Once again, the St. Joseph Lions Fourth of July Parish Weekend Festival did the city proud. It was a fun-filled success that celebrated this city’s human bonds, its innovations, its mutually beneficial partnerships, its welcoming friendliness and its healthy cross-communications among city government, the local colleges and the whole central Minnesota area – and beyond.

Bravo!

So many people of all ages attended the entertaining July 3 Joetown Rocks concert and the grand parade the next day.

The thousands of people who attended those celebrations obviously cherish their cities and, not to forget, their country and their precious American freedoms, which are now so under threat. Such Fourth of July celebrations are annual personal and collective renewals of our dedication to American Representative Democracy.

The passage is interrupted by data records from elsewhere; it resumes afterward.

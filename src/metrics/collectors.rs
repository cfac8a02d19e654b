//! Recording helpers for code-runner metrics.
//!
//! Every method is a no-op until `init_metrics()` has run, so library users
//! and tests can execute jobs without a registry.

use super::prometheus::{EXECUTIONS_TOTAL, EXECUTION_DURATION, JOBS_IN_PROGRESS};

/// Metrics collector for execution metrics.
#[derive(Debug, Clone, Copy, Default)]
pub struct MetricsCollector;

impl MetricsCollector {
    pub fn new() -> Self {
        Self
    }

    /// Record a finished execution.
    ///
    /// # Arguments
    ///
    /// * `language` - Language identifier of the job
    /// * `outcome` - "success", "nonzero_exit", or the failing phase
    /// * `duration_secs` - Wall-clock duration in seconds
    pub fn record_execution(&self, language: &str, outcome: &str, duration_secs: f64) {
        if let Some(total) = EXECUTIONS_TOTAL.get() {
            total.with_label_values(&[language, outcome]).inc();
        }

        if let Some(duration) = EXECUTION_DURATION.get() {
            duration
                .with_label_values(&[language])
                .observe(duration_secs);
        }

        tracing::trace!(
            language = language,
            outcome = outcome,
            duration_secs = duration_secs,
            "Recorded execution metric"
        );
    }

    /// Mark a job as started.
    pub fn job_started(&self) {
        if let Some(gauge) = JOBS_IN_PROGRESS.get() {
            gauge.inc();
        }
    }

    /// Mark a job as finished.
    pub fn job_finished(&self) {
        if let Some(gauge) = JOBS_IN_PROGRESS.get() {
            gauge.dec();
        }
    }
}
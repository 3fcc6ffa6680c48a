//! Immutable in-memory vector index.
//!
//! An index is built once from a set of embedded documents and never
//! mutated afterwards; re-ingestion builds a fresh index and swaps it in.

use std::cmp::Ordering;

use serde::Serialize;

use super::filter::QueryFilter;
use crate::core::{Document, DocumentMetadata};
use crate::embedding::cosine_distance;

/// A document with its embedding.
#[derive(Debug, Clone)]
pub(crate) struct IndexEntry {
    pub(crate) document: Document,
    pub(crate) vector: Vec<f32>,
}

/// One scored match.
#[derive(Debug, Clone, PartialEq, Serialize)]
pub struct QueryHit {
    /// Document id.
    pub id: String,
    /// Document text.
    pub text: String,
    /// Document metadata.
    pub metadata: DocumentMetadata,
    /// Cosine distance to the query, lower is closer.
    pub distance: f32,
}

/// Vectors for one embedding model.
#[derive(Debug, Clone)]
pub struct VectorIndex {
    entries: Vec<IndexEntry>,
    model: String,
    dimensions: usize,
}

impl VectorIndex {
    pub(crate) fn new(mut entries: Vec<IndexEntry>, model: String, dimensions: usize) -> Self {
        entries.sort_by(|a, b| a.document.id.cmp(&b.document.id));
        Self {
            entries,
            model,
            dimensions,
        }
    }

    /// Number of documents.
    #[must_use]
    pub fn len(&self) -> usize {
        self.entries.len()
    }

    /// Whether the index holds no documents.
    #[must_use]
    pub fn is_empty(&self) -> bool {
        self.entries.is_empty()
    }

    /// Embedding model the vectors came from.
    #[must_use]
    pub fn model(&self) -> &str {
        &self.model
    }

    /// Vector length.
    #[must_use]
    pub const fn dimensions(&self) -> usize {
        self.dimensions
    }

    pub(crate) fn entries(&self) -> &[IndexEntry] {
        &self.entries
    }

    /// Documents in id order.
    pub fn documents(&self) -> impl Iterator<Item = &Document> {
        self.entries.iter().map(|e| &e.document)
    }

    /// Returns up to `n_results` filtered matches, closest first, ties
    /// broken by id.
    #[must_use]
    pub fn search(&self, query: &[f32], n_results: usize, filter: &QueryFilter) -> Vec<QueryHit> {
        if n_results == 0 {
            return Vec::new();
        }

        let mut scored: Vec<(f32, &IndexEntry)> = self
            .entries
            .iter()
            .filter(|e| filter.matches(&e.document))
            .map(|e| (cosine_distance(query, &e.vector), e))
            .collect();

        scored.sort_by(|(da, a), (db, b)| {
            da.partial_cmp(db)
                .unwrap_or(Ordering::Equal)
                .then_with(|| a.document.id.cmp(&b.document.id))
        });
        scored.truncate(n_results);

        scored
            .into_iter()
            .map(|(distance, e)| QueryHit {
                id: e.document.id.clone(),
                text: e.document.text.clone(),
                metadata: e.document.metadata.clone(),
                distance,
            })
            .collect()
    }
}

In the St. Joseph parade’s units, there were so many reminders of what makes St. Joseph and our neighboring areas so interconnected and successful: gutsy risk-taking, unique new businesses, community outreach, excellent partnerships, city-council initiatives and more.

The Fourth of July Festival was an expression of all of the above. It was inspiring, uplifting, entertaining. Well (oops!) except for the “Wild West” shoot-out parade unit that involved a dozen or more people gussied up as “Old West varmint gunslingers” shooting each other like gangbusters.

The “Wild West” participants strode down the street shooting one another with hand-held pistols that emitted plumes of smoke and fire in ear-splitting noises that caused many parade spectators to flinch and cringe. Some adults and children along the parade route looked alarmed, as if some actual mass shooting was happening down the street somewhere.

Those “Wild West” participants are no doubt good people who work very hard to deliver a good parade performance. And their shoot-out could be justified as a re-enactment of violent chapters of American history – violence that includes slavery, the Civil War, the lawless West and on and on. One could even argue the “Wild West” shoot-out should be part of a parade because – make no mistake – violence was and still is very much a part of our history.

At the St. Joseph parade, a woman went scurrying into the street to quickly pick up tossed candy to give to her little boy. She returned with a few pieces of candy that she tossed into her little son’s stash bag and then held two of her fingers around a metallic object – a spent shell cartridge from one of the “fake” bullets. She gave a look that evoked a worried-but-thankful thought that “Thank goodness it’s fake.”

That “shoot-out” at the parade was to many people disturbing. With all the mass shootings and other acts of vicious violence these days, the last thing we (especially children) need is to witness murderous mayhem as some kind of parade “entertainment.” It’s not.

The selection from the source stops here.